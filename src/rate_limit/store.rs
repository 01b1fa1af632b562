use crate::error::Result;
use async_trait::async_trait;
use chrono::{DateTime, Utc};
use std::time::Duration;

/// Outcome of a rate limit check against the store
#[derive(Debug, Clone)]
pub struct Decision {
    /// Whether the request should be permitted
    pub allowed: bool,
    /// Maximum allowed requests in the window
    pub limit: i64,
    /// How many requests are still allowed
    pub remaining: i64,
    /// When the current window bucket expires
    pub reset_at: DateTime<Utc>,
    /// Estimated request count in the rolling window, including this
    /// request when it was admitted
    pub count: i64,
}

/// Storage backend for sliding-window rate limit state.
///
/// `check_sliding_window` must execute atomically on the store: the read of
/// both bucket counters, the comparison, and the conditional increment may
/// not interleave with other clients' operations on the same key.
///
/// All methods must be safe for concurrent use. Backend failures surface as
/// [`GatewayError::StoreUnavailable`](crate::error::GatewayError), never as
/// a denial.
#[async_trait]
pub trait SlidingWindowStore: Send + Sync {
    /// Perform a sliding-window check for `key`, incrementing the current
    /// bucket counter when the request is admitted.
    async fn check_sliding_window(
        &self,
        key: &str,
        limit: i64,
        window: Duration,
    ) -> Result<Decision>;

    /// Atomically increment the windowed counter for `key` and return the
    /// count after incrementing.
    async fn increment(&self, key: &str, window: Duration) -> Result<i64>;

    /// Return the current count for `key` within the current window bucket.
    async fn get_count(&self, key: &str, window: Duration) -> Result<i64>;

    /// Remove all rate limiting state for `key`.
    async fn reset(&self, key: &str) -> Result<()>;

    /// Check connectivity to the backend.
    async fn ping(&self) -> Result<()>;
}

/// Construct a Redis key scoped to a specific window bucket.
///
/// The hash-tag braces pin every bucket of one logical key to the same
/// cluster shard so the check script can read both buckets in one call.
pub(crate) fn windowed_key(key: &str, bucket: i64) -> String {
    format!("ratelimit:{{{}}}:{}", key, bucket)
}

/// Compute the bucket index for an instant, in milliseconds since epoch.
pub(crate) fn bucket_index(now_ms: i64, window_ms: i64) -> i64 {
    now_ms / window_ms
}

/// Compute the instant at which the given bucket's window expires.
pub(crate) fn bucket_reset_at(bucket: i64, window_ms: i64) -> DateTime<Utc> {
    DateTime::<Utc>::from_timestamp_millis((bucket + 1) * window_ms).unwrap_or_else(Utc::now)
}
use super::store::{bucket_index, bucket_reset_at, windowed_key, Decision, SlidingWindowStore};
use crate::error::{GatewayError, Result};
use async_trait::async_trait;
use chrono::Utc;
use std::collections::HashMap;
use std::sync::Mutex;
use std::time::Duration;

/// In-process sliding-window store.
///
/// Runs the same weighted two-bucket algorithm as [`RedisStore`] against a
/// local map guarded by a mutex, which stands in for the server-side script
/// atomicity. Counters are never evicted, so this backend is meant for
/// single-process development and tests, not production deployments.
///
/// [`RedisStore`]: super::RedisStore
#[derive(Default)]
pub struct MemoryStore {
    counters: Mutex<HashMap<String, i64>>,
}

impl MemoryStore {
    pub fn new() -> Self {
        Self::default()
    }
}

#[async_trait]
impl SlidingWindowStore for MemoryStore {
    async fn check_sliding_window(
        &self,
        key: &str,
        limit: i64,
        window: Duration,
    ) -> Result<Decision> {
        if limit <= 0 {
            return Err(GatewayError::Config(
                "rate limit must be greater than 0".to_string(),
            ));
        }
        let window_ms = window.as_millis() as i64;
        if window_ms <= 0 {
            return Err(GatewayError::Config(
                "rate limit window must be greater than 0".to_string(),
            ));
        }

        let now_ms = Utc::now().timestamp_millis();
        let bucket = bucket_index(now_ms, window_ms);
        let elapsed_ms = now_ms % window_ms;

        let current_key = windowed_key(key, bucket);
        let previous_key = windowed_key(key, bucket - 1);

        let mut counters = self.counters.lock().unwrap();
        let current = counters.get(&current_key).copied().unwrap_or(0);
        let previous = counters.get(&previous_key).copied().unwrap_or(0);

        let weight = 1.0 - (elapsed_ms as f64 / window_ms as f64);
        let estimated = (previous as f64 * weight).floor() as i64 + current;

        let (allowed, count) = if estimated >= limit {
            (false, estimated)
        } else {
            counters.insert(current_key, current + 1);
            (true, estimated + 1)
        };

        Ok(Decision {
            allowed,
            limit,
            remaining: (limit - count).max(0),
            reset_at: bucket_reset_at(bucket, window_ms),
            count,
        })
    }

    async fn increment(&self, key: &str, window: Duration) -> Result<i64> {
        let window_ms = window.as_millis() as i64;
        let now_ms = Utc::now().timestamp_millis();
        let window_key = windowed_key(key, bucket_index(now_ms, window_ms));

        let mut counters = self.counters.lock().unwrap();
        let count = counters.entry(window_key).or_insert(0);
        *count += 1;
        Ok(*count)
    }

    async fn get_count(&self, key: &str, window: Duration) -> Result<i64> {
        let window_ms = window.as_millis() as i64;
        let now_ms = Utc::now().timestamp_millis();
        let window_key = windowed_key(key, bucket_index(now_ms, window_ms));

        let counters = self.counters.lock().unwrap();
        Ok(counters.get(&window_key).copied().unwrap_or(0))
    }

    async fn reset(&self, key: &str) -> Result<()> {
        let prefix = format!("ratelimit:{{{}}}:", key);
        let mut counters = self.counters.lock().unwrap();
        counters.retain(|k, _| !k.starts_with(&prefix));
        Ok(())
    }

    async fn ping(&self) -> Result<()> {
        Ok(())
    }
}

----

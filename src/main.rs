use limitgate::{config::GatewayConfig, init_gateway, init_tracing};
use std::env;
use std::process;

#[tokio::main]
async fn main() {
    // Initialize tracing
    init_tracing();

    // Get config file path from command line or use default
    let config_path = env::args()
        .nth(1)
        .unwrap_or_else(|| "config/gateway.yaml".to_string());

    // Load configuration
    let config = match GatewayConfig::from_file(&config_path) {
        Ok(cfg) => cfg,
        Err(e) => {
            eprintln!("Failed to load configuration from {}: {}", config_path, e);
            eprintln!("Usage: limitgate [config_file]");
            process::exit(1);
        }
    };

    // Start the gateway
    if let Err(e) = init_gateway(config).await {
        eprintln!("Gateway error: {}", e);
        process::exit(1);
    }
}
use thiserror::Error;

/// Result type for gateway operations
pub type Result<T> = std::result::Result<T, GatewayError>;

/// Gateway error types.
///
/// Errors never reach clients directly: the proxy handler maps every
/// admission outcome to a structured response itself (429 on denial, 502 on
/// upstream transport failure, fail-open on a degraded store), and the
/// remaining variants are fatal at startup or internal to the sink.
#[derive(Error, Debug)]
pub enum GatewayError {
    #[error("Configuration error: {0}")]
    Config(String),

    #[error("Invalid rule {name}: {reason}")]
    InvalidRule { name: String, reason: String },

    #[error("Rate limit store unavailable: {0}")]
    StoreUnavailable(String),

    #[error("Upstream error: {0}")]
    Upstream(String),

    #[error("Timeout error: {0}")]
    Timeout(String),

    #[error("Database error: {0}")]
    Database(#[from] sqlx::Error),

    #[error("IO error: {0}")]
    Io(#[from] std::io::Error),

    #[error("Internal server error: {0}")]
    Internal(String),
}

----

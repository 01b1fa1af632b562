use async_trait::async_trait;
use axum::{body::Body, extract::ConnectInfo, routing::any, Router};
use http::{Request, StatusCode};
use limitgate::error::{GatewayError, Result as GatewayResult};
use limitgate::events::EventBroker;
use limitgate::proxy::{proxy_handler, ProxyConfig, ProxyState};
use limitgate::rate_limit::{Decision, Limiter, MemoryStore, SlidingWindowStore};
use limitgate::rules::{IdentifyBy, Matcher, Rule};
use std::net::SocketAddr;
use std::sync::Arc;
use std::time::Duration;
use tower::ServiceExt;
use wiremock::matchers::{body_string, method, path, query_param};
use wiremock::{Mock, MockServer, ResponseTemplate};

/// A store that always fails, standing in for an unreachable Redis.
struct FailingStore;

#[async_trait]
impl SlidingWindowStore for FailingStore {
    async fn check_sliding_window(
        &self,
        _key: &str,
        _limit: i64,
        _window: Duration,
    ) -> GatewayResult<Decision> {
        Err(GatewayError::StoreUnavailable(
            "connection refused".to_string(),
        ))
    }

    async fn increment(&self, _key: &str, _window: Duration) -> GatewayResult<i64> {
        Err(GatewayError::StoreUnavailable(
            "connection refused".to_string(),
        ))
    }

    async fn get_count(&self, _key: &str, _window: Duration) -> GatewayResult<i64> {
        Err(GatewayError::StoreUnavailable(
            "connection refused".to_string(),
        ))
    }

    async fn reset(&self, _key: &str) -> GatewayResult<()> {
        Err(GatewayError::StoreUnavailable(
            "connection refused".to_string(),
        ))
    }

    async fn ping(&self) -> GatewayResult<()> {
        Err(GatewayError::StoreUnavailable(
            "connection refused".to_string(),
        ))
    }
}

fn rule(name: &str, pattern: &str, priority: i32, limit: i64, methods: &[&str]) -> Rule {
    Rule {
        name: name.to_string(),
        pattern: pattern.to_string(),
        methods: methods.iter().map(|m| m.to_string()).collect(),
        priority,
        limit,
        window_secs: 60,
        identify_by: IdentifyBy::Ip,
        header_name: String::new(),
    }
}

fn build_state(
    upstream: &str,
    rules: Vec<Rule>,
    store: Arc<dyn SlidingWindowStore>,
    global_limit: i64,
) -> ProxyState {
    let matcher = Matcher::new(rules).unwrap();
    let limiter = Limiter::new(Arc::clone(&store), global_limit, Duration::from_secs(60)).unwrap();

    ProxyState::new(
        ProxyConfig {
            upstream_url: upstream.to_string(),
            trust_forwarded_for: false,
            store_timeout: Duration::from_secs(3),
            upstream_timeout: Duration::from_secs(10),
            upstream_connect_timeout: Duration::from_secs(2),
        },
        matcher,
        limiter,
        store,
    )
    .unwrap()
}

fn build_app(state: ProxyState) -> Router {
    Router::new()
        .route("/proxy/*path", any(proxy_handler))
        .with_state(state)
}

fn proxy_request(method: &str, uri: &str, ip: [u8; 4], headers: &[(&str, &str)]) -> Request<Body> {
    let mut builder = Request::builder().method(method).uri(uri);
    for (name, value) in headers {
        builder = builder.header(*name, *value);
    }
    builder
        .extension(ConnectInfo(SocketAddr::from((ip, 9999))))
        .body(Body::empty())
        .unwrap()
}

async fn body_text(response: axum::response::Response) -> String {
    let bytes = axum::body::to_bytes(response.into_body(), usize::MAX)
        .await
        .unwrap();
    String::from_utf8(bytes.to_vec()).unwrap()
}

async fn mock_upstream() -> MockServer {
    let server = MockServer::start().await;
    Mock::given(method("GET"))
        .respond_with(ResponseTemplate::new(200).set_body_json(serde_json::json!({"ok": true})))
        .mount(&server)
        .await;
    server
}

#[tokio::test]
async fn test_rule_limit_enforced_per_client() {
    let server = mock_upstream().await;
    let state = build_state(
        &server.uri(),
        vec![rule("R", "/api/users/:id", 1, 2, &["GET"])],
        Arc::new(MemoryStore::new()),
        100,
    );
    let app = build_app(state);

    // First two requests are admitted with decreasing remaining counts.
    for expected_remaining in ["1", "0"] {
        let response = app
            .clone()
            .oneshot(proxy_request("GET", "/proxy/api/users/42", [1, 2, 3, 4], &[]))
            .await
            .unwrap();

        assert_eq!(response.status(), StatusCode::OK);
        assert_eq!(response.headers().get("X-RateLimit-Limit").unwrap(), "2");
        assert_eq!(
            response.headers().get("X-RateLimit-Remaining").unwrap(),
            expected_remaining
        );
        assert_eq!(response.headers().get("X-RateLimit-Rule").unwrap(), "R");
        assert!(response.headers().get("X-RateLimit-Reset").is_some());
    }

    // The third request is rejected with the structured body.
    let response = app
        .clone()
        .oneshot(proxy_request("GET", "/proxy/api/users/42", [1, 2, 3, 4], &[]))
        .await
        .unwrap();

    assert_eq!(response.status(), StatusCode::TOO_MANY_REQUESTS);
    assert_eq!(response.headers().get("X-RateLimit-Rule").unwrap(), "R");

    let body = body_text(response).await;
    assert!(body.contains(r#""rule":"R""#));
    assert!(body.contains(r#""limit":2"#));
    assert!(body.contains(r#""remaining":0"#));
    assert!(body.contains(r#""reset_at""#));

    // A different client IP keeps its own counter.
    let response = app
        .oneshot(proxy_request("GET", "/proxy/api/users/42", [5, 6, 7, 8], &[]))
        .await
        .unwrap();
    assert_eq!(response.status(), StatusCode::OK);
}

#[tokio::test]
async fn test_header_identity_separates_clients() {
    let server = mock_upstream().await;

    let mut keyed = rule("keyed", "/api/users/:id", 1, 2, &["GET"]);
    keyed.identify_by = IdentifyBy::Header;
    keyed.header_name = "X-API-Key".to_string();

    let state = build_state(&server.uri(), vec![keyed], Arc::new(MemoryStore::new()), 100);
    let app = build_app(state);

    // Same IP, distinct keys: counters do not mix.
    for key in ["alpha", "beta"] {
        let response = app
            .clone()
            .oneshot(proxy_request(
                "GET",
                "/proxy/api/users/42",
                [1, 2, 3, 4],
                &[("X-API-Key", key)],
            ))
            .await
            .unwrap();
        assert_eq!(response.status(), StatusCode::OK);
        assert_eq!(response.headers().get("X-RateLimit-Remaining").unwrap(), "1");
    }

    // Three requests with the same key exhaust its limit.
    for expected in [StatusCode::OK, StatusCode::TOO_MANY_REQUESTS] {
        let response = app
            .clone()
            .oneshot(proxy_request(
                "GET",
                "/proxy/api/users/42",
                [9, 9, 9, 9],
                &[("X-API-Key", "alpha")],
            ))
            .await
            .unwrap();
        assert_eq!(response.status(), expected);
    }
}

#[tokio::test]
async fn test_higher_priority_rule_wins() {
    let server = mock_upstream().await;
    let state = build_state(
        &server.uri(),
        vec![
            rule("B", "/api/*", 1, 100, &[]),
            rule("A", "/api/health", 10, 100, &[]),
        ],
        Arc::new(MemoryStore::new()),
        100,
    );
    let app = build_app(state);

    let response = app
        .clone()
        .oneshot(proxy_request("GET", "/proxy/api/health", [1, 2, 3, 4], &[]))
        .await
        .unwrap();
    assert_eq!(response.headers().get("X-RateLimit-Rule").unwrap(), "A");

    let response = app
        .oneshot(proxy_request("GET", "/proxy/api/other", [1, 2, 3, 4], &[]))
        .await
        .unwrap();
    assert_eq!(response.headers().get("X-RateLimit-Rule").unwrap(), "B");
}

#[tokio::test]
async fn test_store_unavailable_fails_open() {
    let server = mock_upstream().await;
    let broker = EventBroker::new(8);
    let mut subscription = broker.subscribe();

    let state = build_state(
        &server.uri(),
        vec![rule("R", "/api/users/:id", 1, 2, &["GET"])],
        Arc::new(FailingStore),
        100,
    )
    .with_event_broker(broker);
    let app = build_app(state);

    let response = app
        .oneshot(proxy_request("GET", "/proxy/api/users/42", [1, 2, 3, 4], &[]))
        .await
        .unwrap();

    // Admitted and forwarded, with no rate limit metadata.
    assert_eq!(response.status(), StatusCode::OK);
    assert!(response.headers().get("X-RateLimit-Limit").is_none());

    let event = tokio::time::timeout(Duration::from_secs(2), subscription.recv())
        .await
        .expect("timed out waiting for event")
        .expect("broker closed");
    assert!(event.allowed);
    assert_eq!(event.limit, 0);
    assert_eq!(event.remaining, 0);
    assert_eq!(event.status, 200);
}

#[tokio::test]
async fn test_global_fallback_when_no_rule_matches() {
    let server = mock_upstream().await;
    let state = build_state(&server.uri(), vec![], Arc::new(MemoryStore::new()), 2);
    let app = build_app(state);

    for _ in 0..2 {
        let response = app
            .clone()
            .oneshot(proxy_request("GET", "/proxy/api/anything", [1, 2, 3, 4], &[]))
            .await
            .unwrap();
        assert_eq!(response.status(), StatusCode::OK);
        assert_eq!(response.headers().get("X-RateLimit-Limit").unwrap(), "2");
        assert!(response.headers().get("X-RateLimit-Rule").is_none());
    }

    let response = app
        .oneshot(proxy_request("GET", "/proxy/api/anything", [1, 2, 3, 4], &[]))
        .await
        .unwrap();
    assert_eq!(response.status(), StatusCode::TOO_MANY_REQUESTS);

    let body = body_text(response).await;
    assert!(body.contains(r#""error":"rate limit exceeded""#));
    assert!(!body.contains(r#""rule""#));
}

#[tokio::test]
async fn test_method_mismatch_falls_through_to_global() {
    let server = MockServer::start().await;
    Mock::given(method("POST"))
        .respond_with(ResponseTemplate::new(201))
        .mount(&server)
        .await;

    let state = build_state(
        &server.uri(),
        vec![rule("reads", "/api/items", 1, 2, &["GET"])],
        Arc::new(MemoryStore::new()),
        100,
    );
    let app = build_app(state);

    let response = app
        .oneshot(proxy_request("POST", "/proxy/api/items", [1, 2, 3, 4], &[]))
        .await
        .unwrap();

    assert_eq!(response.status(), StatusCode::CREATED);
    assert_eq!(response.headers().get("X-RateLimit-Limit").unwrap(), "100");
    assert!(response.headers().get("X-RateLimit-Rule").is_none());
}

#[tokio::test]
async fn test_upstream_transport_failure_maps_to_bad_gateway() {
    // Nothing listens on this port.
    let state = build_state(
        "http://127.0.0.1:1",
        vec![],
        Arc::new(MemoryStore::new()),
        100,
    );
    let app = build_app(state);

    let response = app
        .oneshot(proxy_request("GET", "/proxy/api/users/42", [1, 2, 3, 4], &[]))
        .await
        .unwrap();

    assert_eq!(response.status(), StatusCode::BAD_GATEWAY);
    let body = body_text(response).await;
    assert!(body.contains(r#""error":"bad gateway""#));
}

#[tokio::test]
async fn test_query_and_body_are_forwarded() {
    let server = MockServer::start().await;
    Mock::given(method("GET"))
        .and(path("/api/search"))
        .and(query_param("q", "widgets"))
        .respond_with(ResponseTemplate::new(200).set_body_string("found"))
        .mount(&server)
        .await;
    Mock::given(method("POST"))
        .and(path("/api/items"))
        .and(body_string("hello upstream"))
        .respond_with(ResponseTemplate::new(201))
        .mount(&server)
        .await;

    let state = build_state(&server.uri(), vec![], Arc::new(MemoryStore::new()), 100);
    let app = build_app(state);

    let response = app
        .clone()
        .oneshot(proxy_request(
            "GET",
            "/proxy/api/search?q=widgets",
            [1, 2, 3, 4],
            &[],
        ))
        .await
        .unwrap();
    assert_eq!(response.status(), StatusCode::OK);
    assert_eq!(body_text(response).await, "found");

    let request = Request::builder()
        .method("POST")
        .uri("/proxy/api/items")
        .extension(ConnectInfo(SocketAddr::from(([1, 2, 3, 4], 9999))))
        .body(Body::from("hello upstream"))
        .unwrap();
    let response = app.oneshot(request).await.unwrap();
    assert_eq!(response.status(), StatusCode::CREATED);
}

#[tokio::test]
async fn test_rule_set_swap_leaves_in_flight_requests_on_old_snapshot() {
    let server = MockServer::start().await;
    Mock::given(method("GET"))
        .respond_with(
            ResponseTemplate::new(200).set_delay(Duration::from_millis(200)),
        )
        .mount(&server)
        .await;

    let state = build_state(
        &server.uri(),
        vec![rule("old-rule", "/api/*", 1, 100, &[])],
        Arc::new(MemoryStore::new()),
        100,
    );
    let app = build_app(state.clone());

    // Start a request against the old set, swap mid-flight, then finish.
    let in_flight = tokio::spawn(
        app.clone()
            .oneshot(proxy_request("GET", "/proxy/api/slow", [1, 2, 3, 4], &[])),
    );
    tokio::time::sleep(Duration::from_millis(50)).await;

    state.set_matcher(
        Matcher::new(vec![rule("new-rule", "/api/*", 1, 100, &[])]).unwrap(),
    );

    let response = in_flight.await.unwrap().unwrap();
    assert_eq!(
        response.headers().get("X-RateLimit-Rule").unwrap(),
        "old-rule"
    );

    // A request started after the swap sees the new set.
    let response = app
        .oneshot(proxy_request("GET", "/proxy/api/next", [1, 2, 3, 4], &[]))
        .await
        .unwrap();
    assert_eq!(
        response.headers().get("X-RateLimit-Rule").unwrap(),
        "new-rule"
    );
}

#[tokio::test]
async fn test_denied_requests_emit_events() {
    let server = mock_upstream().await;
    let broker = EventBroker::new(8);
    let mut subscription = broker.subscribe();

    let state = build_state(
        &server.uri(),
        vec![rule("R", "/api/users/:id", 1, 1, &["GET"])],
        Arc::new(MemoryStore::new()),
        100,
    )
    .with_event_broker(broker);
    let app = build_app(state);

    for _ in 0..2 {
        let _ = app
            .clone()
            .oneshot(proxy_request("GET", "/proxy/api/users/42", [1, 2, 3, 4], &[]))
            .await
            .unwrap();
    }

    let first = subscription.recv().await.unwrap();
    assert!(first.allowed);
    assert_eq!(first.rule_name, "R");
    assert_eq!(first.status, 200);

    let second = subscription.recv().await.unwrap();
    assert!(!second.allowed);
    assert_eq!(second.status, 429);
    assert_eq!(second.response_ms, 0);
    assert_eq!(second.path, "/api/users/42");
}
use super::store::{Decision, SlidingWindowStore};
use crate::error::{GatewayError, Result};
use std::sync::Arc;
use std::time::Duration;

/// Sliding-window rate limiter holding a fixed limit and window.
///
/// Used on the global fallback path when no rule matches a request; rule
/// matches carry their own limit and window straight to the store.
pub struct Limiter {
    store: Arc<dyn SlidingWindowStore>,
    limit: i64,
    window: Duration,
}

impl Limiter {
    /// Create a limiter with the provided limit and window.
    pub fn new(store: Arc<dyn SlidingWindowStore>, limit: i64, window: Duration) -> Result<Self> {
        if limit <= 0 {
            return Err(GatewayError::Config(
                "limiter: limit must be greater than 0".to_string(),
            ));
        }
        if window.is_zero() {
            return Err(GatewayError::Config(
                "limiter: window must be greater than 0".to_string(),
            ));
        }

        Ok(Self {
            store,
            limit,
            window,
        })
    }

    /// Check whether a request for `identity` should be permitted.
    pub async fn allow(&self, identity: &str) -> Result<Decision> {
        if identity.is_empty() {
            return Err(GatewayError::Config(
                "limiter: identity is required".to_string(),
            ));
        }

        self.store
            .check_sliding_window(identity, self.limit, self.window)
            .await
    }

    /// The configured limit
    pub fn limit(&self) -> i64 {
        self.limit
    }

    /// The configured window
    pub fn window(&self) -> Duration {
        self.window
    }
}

----

[EXERCISE DESCRIPTION] Provide only the number of lines in the listing above that contain "search".

[REPLY TO THE EXERCISE] 2